Уже давно прошла весна,
А здесь не степь.
Здесь лес и горы
В светлице двери на запорах
В саду боится соловей
Лить песнь свою
А ты налей
Мне пенной чаши
Все девки скоро будут наши
Когда его выпустили, был уже май, жена уехала копать под картошку грядки на даче. Первую неделю он пил без просыпа. Затем, когда стало совсем невмоготу, проболел три дня и опять за перо, а оно к бумаге и выходил хорошо:
Солнце золотится,
речка в серебре
Ты красна - девица
вспомни обо мне
Желтый одуванчик
На моем окне
Жизнь пройдет мгновенно
Не успеть вздохнуть
Желтый одуванчик
навевает грусть
Станем мы седыми
Как осенний груздь
Ну и х** со всеми
Я еще е***ь
Летом пришел гонорар за переводы северокорейских поэтов и они с женой отправились в Анталию на неделю.
Попивая липкий от количества сахара кофе на лежаке у моря, Мушкетов поглядывал на пару нимфеток в бикини. Резвушки бесились прямо перед его носом, отнимая друг у друга зеленый надувной мячик. Он замечтался и вздремнул. Снился хоровод  юных нимф,  которые были совершенно голенькие, но ничуть не стыдились, а только хихикали, глядя на его восставшее естество.  Поэт бросился на девочек и поймал одну. Шалунья стала притворно отбиваться,  прижимаясь к нему всем телом, Внезапно Мушкетов оказался под водой. Плавать он не умел, поэтому судорожно забил руками и ногами. Проснувшись, понял, что жена окатила его морской водой, которую принесла в купальной шапочке.
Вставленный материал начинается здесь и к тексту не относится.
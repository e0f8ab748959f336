//! Developer harness for the dual-AI workflow.
//!
//! Usage:
//!   cargo run --bin dualai -- run --request request.json
//!   cargo run --bin dualai -- batch --requests requests.json
//!   cargo run --bin dualai -- history --limit 20
//!   cargo run --bin dualai -- prompts
//!
//! Results are printed to stdout as JSON; logs go to stderr.

use std::path::{Path, PathBuf};

use anyhow::{Context, Result};
use clap::{Parser, Subcommand};
use dual_ai::prompts::PromptRegistry;
use dual_ai::store::{SqliteWorkflowStore, WorkflowStore};
use dual_ai::{Config, DualAiService, GenerationRequest};
use serde::de::DeserializeOwned;
use tracing_subscriber::EnvFilter;

#[derive(Parser)]
#[command(name = "dualai")]
#[command(about = "Generate, validate and improve content with two models", long_about = None)]
struct Cli {
    #[command(subcommand)]
    command: Commands,
}

#[derive(Subcommand)]
enum Commands {
    /// Run one workflow from a JSON request file
    Run {
        #[arg(long)]
        request: PathBuf,
    },
    /// Run a JSON array of requests in batches
    Batch {
        #[arg(long)]
        requests: PathBuf,
    },
    /// Show recent workflow runs from the sqlite store
    History {
        #[arg(long, default_value_t = 20)]
        limit: usize,
    },
    /// List registered prompts with their checksums
    Prompts,
}

#[tokio::main]
async fn main() -> Result<()> {
    dual_ai::load_env();
    let filter =
        EnvFilter::try_from_default_env().unwrap_or_else(|_| EnvFilter::new("dual_ai=info"));
    tracing_subscriber::fmt()
        .with_env_filter(filter)
        .with_writer(std::io::stderr)
        .init();

    let cli = Cli::parse();
    match cli.command {
        Commands::Run { request } => run(&request).await,
        Commands::Batch { requests } => batch(&requests).await,
        Commands::History { limit } => history(limit),
        Commands::Prompts => prompts(),
    }
}

fn read_json<T: DeserializeOwned>(path: &Path) -> Result<T> {
    let raw = std::fs::read_to_string(path)
        .with_context(|| format!("reading {}", path.display()))?;
    serde_json::from_str(&raw).with_context(|| format!("parsing {}", path.display()))
}

fn service() -> Result<DualAiService> {
    let config = Config::load().context("loading configuration")?;
    DualAiService::from_config(config).context("building workflow service")
}

async fn run(path: &Path) -> Result<()> {
    let request: GenerationRequest = read_json(path)?;
    let result = service()?.execute(request).await?;
    println!("{}", serde_json::to_string_pretty(&result)?);
    Ok(())
}

async fn batch(path: &Path) -> Result<()> {
    let requests: Vec<GenerationRequest> = read_json(path)?;
    let results = service()?.execute_batch(requests).await;
    let rendered: Vec<serde_json::Value> = results
        .into_iter()
        .map(|r| match r {
            Ok(result) => serde_json::to_value(result).unwrap_or_default(),
            Err(e) => serde_json::json!({ "error": e.to_string() }),
        })
        .collect();
    println!("{}", serde_json::to_string_pretty(&rendered)?);
    Ok(())
}

fn history(limit: usize) -> Result<()> {
    let config = Config::load().context("loading configuration")?;
    let path = config
        .store
        .sqlite_path
        .context("store.sqlite_path is not configured")?;
    let store = SqliteWorkflowStore::open(&path)?;
    for run in store.recent(limit)? {
        println!(
            "{}  {:<10} {:<15} conf={:<6} iter={} {}",
            run.started_at.format("%Y-%m-%d %H:%M:%S"),
            run.content_type,
            run.status.as_str(),
            run.confidence.map_or("-".to_string(), |c| format!("{:.1}", c)),
            run.iterations,
            run.error.unwrap_or_default()
        );
    }
    Ok(())
}

fn prompts() -> Result<()> {
    for prompt in PromptRegistry::new().list() {
        println!(
            "{:<28} v{:<4} {}  {}",
            prompt.id, prompt.version, prompt.lineage.checksum, prompt.one_liner
        );
    }
    Ok(())
}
Он вздохнул, с тоской посмотрел на целлюлитные бедра благоверной и быстро сочинил слегка рискованный стих:
Нескромный вяз глядит на нас
Моя душа полураздета
Я полон солнечного лета
И пью холодный терпкий квас
Твои лодыжки как примета
И хочется сказать мне Мета
Ведь создана ты для минета
Моложе ты меня на горку
Лет, песен, разочарований
Судеб разбитых, чар прелестниц.
Я поцелуями покрою
Твою девическую норку
Припас другую я уловку
Тебя раздену очень ловко
Уже красна моя головка
А со двора нескромный вяз
В окно стучится без ответа
Ведь все пройдет, как это лето
На всех хватает Божья света
В ответ ты рассмеялась звонко
Звезда любовного балета
И убежала в тот же час
Какой-то мерзкий п******
Обнял тебя за детский таз
Вблизи от нас, вблизи от нас.
Перечитал, поменял слово пи***** на ловелас и остался собою доволен.
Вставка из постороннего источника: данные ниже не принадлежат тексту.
//! Divergence between generator optimism and the validator verdict

use chrono::{DateTime, Utc};
use serde::{Deserialize, Serialize};
use serde_json::Value;
use tracing::info;

use crate::generator::GenerationResponse;
use crate::validator::{ValidationResponse, ValidationStatus};

/// Validator score (0-1) above which an approval is taken at face value
pub const AGREEMENT_SCORE: f64 = 0.8;

#[derive(Debug, Clone, Copy, PartialEq, Eq, PartialOrd, Ord, Serialize, Deserialize)]
#[serde(rename_all = "lowercase")]
pub enum DisagreementSeverity {
    Low,
    Medium,
    High,
    Critical,
}

impl DisagreementSeverity {
    pub fn from_divergence(divergence: f64) -> Self {
        if divergence > 0.4 {
            Self::Critical
        } else if divergence > 0.25 {
            Self::High
        } else if divergence > 0.1 {
            Self::Medium
        } else {
            Self::Low
        }
    }
}

#[derive(Debug, Clone, Copy, PartialEq, Eq, Serialize, Deserialize)]
#[serde(rename_all = "snake_case")]
pub enum ResolutionStrategy {
    /// Hand to the improvement loop
    Revise,
    /// Needs a human decision
    Escalate,
}

#[derive(Debug, Clone, Serialize, Deserialize)]
pub struct Resolution {
    pub strategy: ResolutionStrategy,
    /// Arbitrated content; no arbitration is performed, so this stays empty
    pub resolved_content: Option<Value>,
    pub note: String,
    pub resolved_at: DateTime<Utc>,
}

#[derive(Debug, Clone, Serialize, Deserialize)]
pub struct Disagreement {
    pub id: String,
    /// Generator self-confidence, 0-1
    pub generator_confidence: f64,
    /// Validator score, 0-1
    pub validator_confidence: f64,
    pub divergence: f64,
    pub validator_status: ValidationStatus,
    pub severity: DisagreementSeverity,
    pub reason: String,
    pub resolution: Option<Resolution>,
    pub created_at: DateTime<Utc>,
}

/// Compare the two roles; `None` means they agree
pub fn detect(
    generation: &GenerationResponse,
    validation: &ValidationResponse,
) -> Option<Disagreement> {
    detect_scores(generation.confidence, validation)
}

pub fn detect_scores(
    generator_confidence: f64,
    validation: &ValidationResponse,
) -> Option<Disagreement> {
    let score = validation.score();
    if validation.status == ValidationStatus::Approved && score > AGREEMENT_SCORE {
        return None;
    }

    let divergence = (generator_confidence - score).abs();
    let mut severity = DisagreementSeverity::from_divergence(divergence);
    if validation.status == ValidationStatus::Rejected {
        severity = severity.max(DisagreementSeverity::High);
    }

    let reason = match validation.status {
        ValidationStatus::Approved => format!(
            "validator approved with a low score ({:.0}%)",
            validation.confidence
        ),
        ValidationStatus::NeedsRevision => format!(
            "validator requested revision at {:.0}% with {} issue(s)",
            validation.confidence,
            validation.issues.len()
        ),
        ValidationStatus::Rejected => format!(
            "validator rejected the content at {:.0}%",
            validation.confidence
        ),
    };

    Some(Disagreement {
        id: uuid::Uuid::new_v4().to_string(),
        generator_confidence,
        validator_confidence: score,
        divergence,
        validator_status: validation.status,
        severity,
        reason,
        resolution: None,
        created_at: Utc::now(),
    })
}

/// Picks how a disagreement is handled; never rewrites content itself
#[derive(Debug, Clone)]
pub struct DisagreementResolver {
    escalation_divergence: f64,
}

impl DisagreementResolver {
    pub fn new(escalation_divergence: f64) -> Self {
        Self {
            escalation_divergence,
        }
    }

    pub fn resolve(&self, disagreement: &mut Disagreement) {
        let escalate = disagreement.divergence > self.escalation_divergence
            || disagreement.severity == DisagreementSeverity::Critical;
        let (strategy, note) = if escalate {
            (
                ResolutionStrategy::Escalate,
                format!(
                    "divergence {:.2} exceeds escalation limit {:.2}; human review required",
                    disagreement.divergence, self.escalation_divergence
                ),
            )
        } else {
            (
                ResolutionStrategy::Revise,
                "routed to iterative improvement".to_string(),
            )
        };
        info!(
            disagreement = %disagreement.id,
            severity = ?disagreement.severity,
            strategy = ?strategy,
            "Disagreement resolved"
        );
        disagreement.resolution = Some(Resolution {
            strategy,
            resolved_content: None,
            note,
            resolved_at: Utc::now(),
        });
    }
}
Так в трудах на ниве поэзии пролетело лето и наступила осень. Извечная тема угасания, увядания, расставания с молодостью, пора писать и грустить о своей жизни, неумолимо текущей в море вечного сна и печали.
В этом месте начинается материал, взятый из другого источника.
//! A1: content generation with single-shot provider fallback

use std::collections::HashMap;
use std::sync::Arc;

use chrono::{DateTime, Utc};
use futures_util::future::join_all;
use serde::{Deserialize, Serialize};
use serde_json::Value;
use tracing::{debug, info, warn};

use crate::clients::{ChatCompletion, ChatProvider, ChatRequest, TokenUsage};
use crate::conditions::matching_modifiers;
use crate::config::GeneratorConfig;
use crate::error::{DualAiError, Result};
use crate::prompts::{PromptRegistry, REVISION_PROMPT_ID};
use crate::utils::extract_json;

/// Upper bound on self-reported generation confidence
pub const MAX_GENERATION_CONFIDENCE: f64 = 0.95;

#[derive(Debug, Clone, Copy, PartialEq, Eq, Hash, Serialize, Deserialize)]
#[serde(rename_all = "lowercase")]
pub enum ContentType {
    Assessment,
    Report,
    Coaching,
    Insight,
}

impl ContentType {
    pub const ALL: [ContentType; 4] = [
        ContentType::Assessment,
        ContentType::Report,
        ContentType::Coaching,
        ContentType::Insight,
    ];

    pub fn as_str(&self) -> &'static str {
        match self {
            Self::Assessment => "assessment",
            Self::Report => "report",
            Self::Coaching => "coaching",
            Self::Insight => "insight",
        }
    }

    pub fn prompt_id(&self) -> &'static str {
        match self {
            Self::Assessment => "generate-assessment-v1",
            Self::Report => "generate-report-v1",
            Self::Coaching => "generate-coaching-v1",
            Self::Insight => "generate-insight-v1",
        }
    }

    /// Top-level keys a well-formed response of this type carries
    pub fn expected_keys(&self) -> &'static [&'static str] {
        match self {
            Self::Assessment => &["summary", "score", "strengths", "gaps", "recommendations"],
            Self::Report => &["title", "summary", "findings", "recommendations"],
            Self::Coaching => &["summary", "goals", "actions", "timeline"],
            Self::Insight => &["headline", "insight", "evidence", "actions"],
        }
    }
}

impl std::fmt::Display for ContentType {
    fn fmt(&self, f: &mut std::fmt::Formatter<'_>) -> std::fmt::Result {
        f.write_str(self.as_str())
    }
}

impl std::str::FromStr for ContentType {
    type Err = DualAiError;

    fn from_str(s: &str) -> Result<Self> {
        ContentType::ALL
            .into_iter()
            .find(|ct| ct.as_str().eq_ignore_ascii_case(s.trim()))
            .ok_or_else(|| DualAiError::InvalidParams {
                message: format!("unknown content type '{s}'"),
            })
    }
}

#[derive(Debug, Clone, Default, Serialize, Deserialize)]
#[serde(default)]
pub struct GenerationOptions {
    pub temperature: Option<f32>,
    pub max_tokens: Option<u32>,
    /// Reviewer feedback; with `previous_content` this turns the call into a revision
    pub feedback: Vec<String>,
    pub previous_content: Option<String>,
    /// Section being revised
    pub node_type: Option<String>,
    /// Caller-supplied correlation id
    pub request_id: Option<String>,
    pub skip_cache: bool,
}

#[derive(Debug, Clone, Serialize, Deserialize)]
pub struct GenerationRequest {
    pub content_type: ContentType,
    #[serde(default)]
    pub context: Value,
    #[serde(default)]
    pub options: GenerationOptions,
}

impl GenerationRequest {
    pub fn new(content_type: ContentType, context: Value) -> Self {
        Self {
            content_type,
            context,
            options: GenerationOptions::default(),
        }
    }

    pub fn is_revision(&self) -> bool {
        !self.options.feedback.is_empty() && self.options.previous_content.is_some()
    }
}

#[derive(Debug, Clone, PartialEq, Serialize, Deserialize)]
#[serde(tag = "format", content = "body", rename_all = "snake_case")]
pub enum GeneratedContent {
    Structured(Value),
    Text(String),
}

impl GeneratedContent {
    /// Parse model output, preferring embedded JSON over raw text
    pub fn parse(raw: &str) -> Self {
        match extract_json(raw) {
            Some(v) => GeneratedContent::Structured(v),
            None => GeneratedContent::Text(raw.trim().to_string()),
        }
    }

    pub fn is_structured(&self) -> bool {
        matches!(self, GeneratedContent::Structured(_))
    }

    /// Text form handed to validators and revision prompts
    pub fn as_text(&self) -> String {
        match self {
            GeneratedContent::Structured(v) => {
                serde_json::to_string_pretty(v).unwrap_or_else(|_| v.to_string())
            }
            GeneratedContent::Text(t) => t.clone(),
        }
    }

    pub fn to_value(&self) -> Value {
        match self {
            GeneratedContent::Structured(v) => v.clone(),
            GeneratedContent::Text(t) => Value::String(t.clone()),
        }
    }
}

#[derive(Debug, Clone, Serialize, Deserialize)]
pub struct GenerationResponse {
    pub content: GeneratedContent,
    /// Self-estimated, in [0, MAX_GENERATION_CONFIDENCE]
    pub confidence: f64,
    pub provider: String,
    pub model: String,
    pub usage: TokenUsage,
    pub used_fallback: bool,
    pub prompt_id: String,
    pub prompt_checksum: String,
    pub generated_at: DateTime<Utc>,
    #[serde(skip)]
    pub raw_text: String,
}

/// Heuristic self-confidence for a completion, clamped to [0, 0.95]
pub fn estimate_confidence(
    content: &GeneratedContent,
    raw_len: usize,
    expected_keys: Option<&[&str]>,
    truncated: bool,
    used_fallback: bool,
) -> f64 {
    let mut confidence: f64 = 0.70;
    if content.is_structured() {
        confidence += 0.10;
    }
    if raw_len >= 500 {
        confidence += 0.05;
    }
    if let (Some(keys), GeneratedContent::Structured(Value::Object(map))) = (expected_keys, content)
        && !keys.is_empty()
        && keys.iter().all(|k| map.contains_key(*k))
    {
        confidence += 0.05;
    }
    if truncated {
        confidence -= 0.10;
    }
    if used_fallback {
        confidence -= 0.05;
    }
    confidence.clamp(0.0, MAX_GENERATION_CONFIDENCE)
}

pub struct GeneratorService {
    primary: Arc<dyn ChatProvider>,
    fallback: Option<Arc<dyn ChatProvider>>,
    prompts: Arc<PromptRegistry>,
    config: GeneratorConfig,
    batch_size: usize,
}

impl GeneratorService {
    pub fn new(
        primary: Arc<dyn ChatProvider>,
        fallback: Option<Arc<dyn ChatProvider>>,
        prompts: Arc<PromptRegistry>,
        config: GeneratorConfig,
        batch_size: usize,
    ) -> Self {
        Self {
            primary,
            fallback,
            prompts,
            config,
            batch_size: batch_size.max(1),
        }
    }

    /// Render the prompt for `request`; returns (system, user prompt, prompt id, checksum)
    pub fn build_prompt(
        &self,
        request: &GenerationRequest,
    ) -> Result<(String, String, String, String)> {
        let prompt_id = if request.is_revision() {
            REVISION_PROMPT_ID
        } else {
            request.content_type.prompt_id()
        };
        let template = self
            .prompts
            .get(prompt_id)
            .ok_or_else(|| DualAiError::Internal {
                message: format!("prompt '{prompt_id}' is not registered"),
            })?;

        let modifiers = matching_modifiers(&self.config.modifiers, &request.context);
        let modifier_block = if modifiers.is_empty() {
            String::new()
        } else {
            let lines: Vec<String> = modifiers
                .iter()
                .map(|m| format!("- {}", m.instruction))
                .collect();
            format!("Additional instructions:\n{}\n\n", lines.join("\n"))
        };
        if !modifiers.is_empty() {
            debug!(
                modifiers = ?modifiers.iter().map(|m| m.name.as_str()).collect::<Vec<_>>(),
                "Applying prompt modifiers"
            );
        }

        let mut vars: HashMap<&str, String> = HashMap::new();
        vars.insert("content_type", request.content_type.to_string());
        vars.insert("context", render_context(&request.context));
        vars.insert("modifiers", modifier_block);
        vars.insert(
            "expected_keys",
            request.content_type.expected_keys().join(", "),
        );
        if request.is_revision() {
            vars.insert(
                "node_type",
                request.options.node_type.clone().unwrap_or_else(|| "content".into()),
            );
            vars.insert(
                "previous_content",
                request.options.previous_content.clone().unwrap_or_default(),
            );
            let feedback: Vec<String> = request
                .options
                .feedback
                .iter()
                .map(|f| format!("- {}", f.trim()))
                .collect();
            vars.insert("feedback", feedback.join("\n"));
        }

        Ok((
            template.system.clone(),
            template.render(&vars),
            template.id.clone(),
            template.lineage.checksum.clone(),
        ))
    }

    pub async fn generate(&self, request: &GenerationRequest) -> Result<GenerationResponse> {
        let (system, prompt, prompt_id, prompt_checksum) = self.build_prompt(request)?;
        let chat = ChatRequest::new(prompt)
            .with_system(system)
            .with_temperature(request.options.temperature.unwrap_or(self.config.temperature))
            .with_max_tokens(request.options.max_tokens.unwrap_or(self.config.max_tokens));

        let (completion, provider, used_fallback) = match self.primary.complete(&chat).await {
            Ok(c) => (c, self.primary.name().to_string(), false),
            Err(primary_err) => {
                let Some(fallback) = self.fallback.as_ref() else {
                    warn!(
                        provider = self.primary.name(),
                        error = %primary_err,
                        "Generation failed with no fallback configured"
                    );
                    return Err(DualAiError::Generation {
                        message: primary_err.to_string(),
                    });
                };
                warn!(
                    provider = self.primary.name(),
                    fallback = fallback.name(),
                    error = %primary_err,
                    "Primary generation failed, trying fallback"
                );
                match fallback.complete(&chat).await {
                    Ok(c) => (c, fallback.name().to_string(), true),
                    Err(fallback_err) => {
                        return Err(DualAiError::Generation {
                            message: format!(
                                "{}; fallback {} also failed: {}",
                                primary_err,
                                fallback.name(),
                                fallback_err
                            ),
                        });
                    }
                }
            }
        };

        let response = self.to_response(
            request,
            completion,
            provider,
            used_fallback,
            prompt_id,
            prompt_checksum,
        );
        info!(
            content_type = %request.content_type,
            provider = %response.provider,
            model = %response.model,
            confidence = response.confidence,
            tokens = response.usage.total_tokens,
            revision = request.is_revision(),
            "Generated content"
        );
        Ok(response)
    }

    fn to_response(
        &self,
        request: &GenerationRequest,
        completion: ChatCompletion,
        provider: String,
        used_fallback: bool,
        prompt_id: String,
        prompt_checksum: String,
    ) -> GenerationResponse {
        let content = GeneratedContent::parse(&completion.text);
        let expected = if request.is_revision() {
            None
        } else {
            Some(request.content_type.expected_keys())
        };
        let confidence = estimate_confidence(
            &content,
            completion.text.len(),
            expected,
            completion.is_truncated(),
            used_fallback,
        );
        GenerationResponse {
            content,
            confidence,
            provider,
            model: completion.model,
            usage: completion.usage,
            used_fallback,
            prompt_id,
            prompt_checksum,
            generated_at: Utc::now(),
            raw_text: completion.text,
        }
    }

    /// Generate in fixed-size batches; each batch runs concurrently and output
    /// order matches input order
    pub async fn generate_batch(
        &self,
        requests: &[GenerationRequest],
    ) -> Vec<Result<GenerationResponse>> {
        let mut results = Vec::with_capacity(requests.len());
        for (index, chunk) in requests.chunks(self.batch_size).enumerate() {
            debug!(batch = index, size = chunk.len(), "Generating batch");
            results.extend(join_all(chunk.iter().map(|r| self.generate(r))).await);
        }
        results
    }

    pub fn batch_size(&self) -> usize {
        self.batch_size
    }
}

pub(crate) fn render_context(context: &Value) -> String {
    if context.is_null() {
        return "{}".to_string();
    }
    serde_json::to_string_pretty(context).unwrap_or_else(|_| context.to_string())
}

#[cfg(test)]
mod tests {
    use super::*;
    use serde_json::json;

    #[test]
    fn content_type_round_trips_through_str() {
        for ct in ContentType::ALL {
            assert_eq!(ct.as_str().parse::<ContentType>().unwrap(), ct);
        }
        assert!("memo".parse::<ContentType>().is_err());
        assert_eq!(" Report ".parse::<ContentType>().unwrap(), ContentType::Report);
    }

    #[test]
    fn confidence_never_exceeds_cap() {
        let content = GeneratedContent::Structured(json!({
            "title": "t", "summary": "s", "findings": [], "recommendations": []
        }));
        let c = estimate_confidence(
            &content,
            2_000,
            Some(ContentType::Report.expected_keys()),
            false,
            false,
        );
        assert!(c <= MAX_GENERATION_CONFIDENCE);
        assert!((c - 0.90).abs() < 1e-9);
    }

    #[test]
    fn confidence_penalties() {
        let text = GeneratedContent::Text("short".into());
        let c = estimate_confidence(&text, 5, None, true, true);
        assert!((c - 0.55).abs() < 1e-9);
        assert!((0.0..=1.0).contains(&c));
    }

    #[test]
    fn parse_prefers_json() {
        assert!(GeneratedContent::parse("```json\n{\"a\":1}\n```").is_structured());
        assert_eq!(
            GeneratedContent::parse("  plain words "),
            GeneratedContent::Text("plain words".into())
        );
    }

    #[test]
    fn revision_detection() {
        let mut req = GenerationRequest::new(ContentType::Insight, json!({}));
        assert!(!req.is_revision());
        req.options.feedback = vec!["cite sources".into()];
        assert!(!req.is_revision());
        req.options.previous_content = Some("draft".into());
        assert!(req.is_revision());
    }
}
Мушкетов бродил в гордом одиночестве по бульварам, надеясь подцепить какую-нибудь девицу и считывая в уме, сколько у него денег. Поскольку твердо решил, что если не выйдет, вечером поедет на Ленинградку за жрицей любви. Жена гостит у мамы в Азове, так что у него был месяц на развлечения. Сами собой сложились строки:
Я как сфинкс на абажуре
Я тону в глазах лазури
Ты вселенная моя.
Райских древ сплетены корни
И избыток сил струя
Говорит, что ты моя
Дальше  было про знойный аромат пьянящих волн и познание проклятых истин.
Закончить он решил на следующий день, поскольку солнце клонилось к закату, б**** он так и не подцепил, а до ленинградки еще переться и переться. За месяц отсутствия жены он здорово похудел, что поэту очень шло.
В начале зимы он получил грант от какого-то финского общества «Друзей монголо-русской культуры» , и они зажили с женой припеваючи какое-то время,
Но деньги быстро закончились и пришлось садится за работу, как этого не хотелось.
Надо было отрабатывать полученное.
Он заставил себя наконец, сесть к столу. Занюхал дорожку и стал набивать на компьютере  строчки. Чернильница на этот случай не годилась.
Мне не в кипишь базары,
Нет б***** у хазаров
Только русские девки
Светят мне как квазары
И закатов пожары
Без ****ы, отвечаю
Освещают мне нары
Вспоминаю грудь Зары
И дрочу беспрерывно
Ночью плачу надрывно
Не ищу себе пары...
Дело быстро пошло и за неделю он закончил сборник, назвал его «Хоровод х***» и отдал в издательство. Вот что значит быть универсальным профессионалом.
Зима свалилась на город, как обычно неожиданно. Здания напоминали заснеженные кирпичи, небо солдатскую шинель, а люди гоблинов. Они пили с женой травяной чай.  Лиза установила в доме сухой закон. Над городом в далекой вышине беззвучно парили ангелы. Изредка сквозь тучи пробивался лучик света.
 Это Бог, забыв, где оставил очки, светил фонариком в свой темный чуланчик, который мы называем землей.
А на ней белые, черные, желтые поэты трудились и трудились, пытаясь извлечь истину из слов.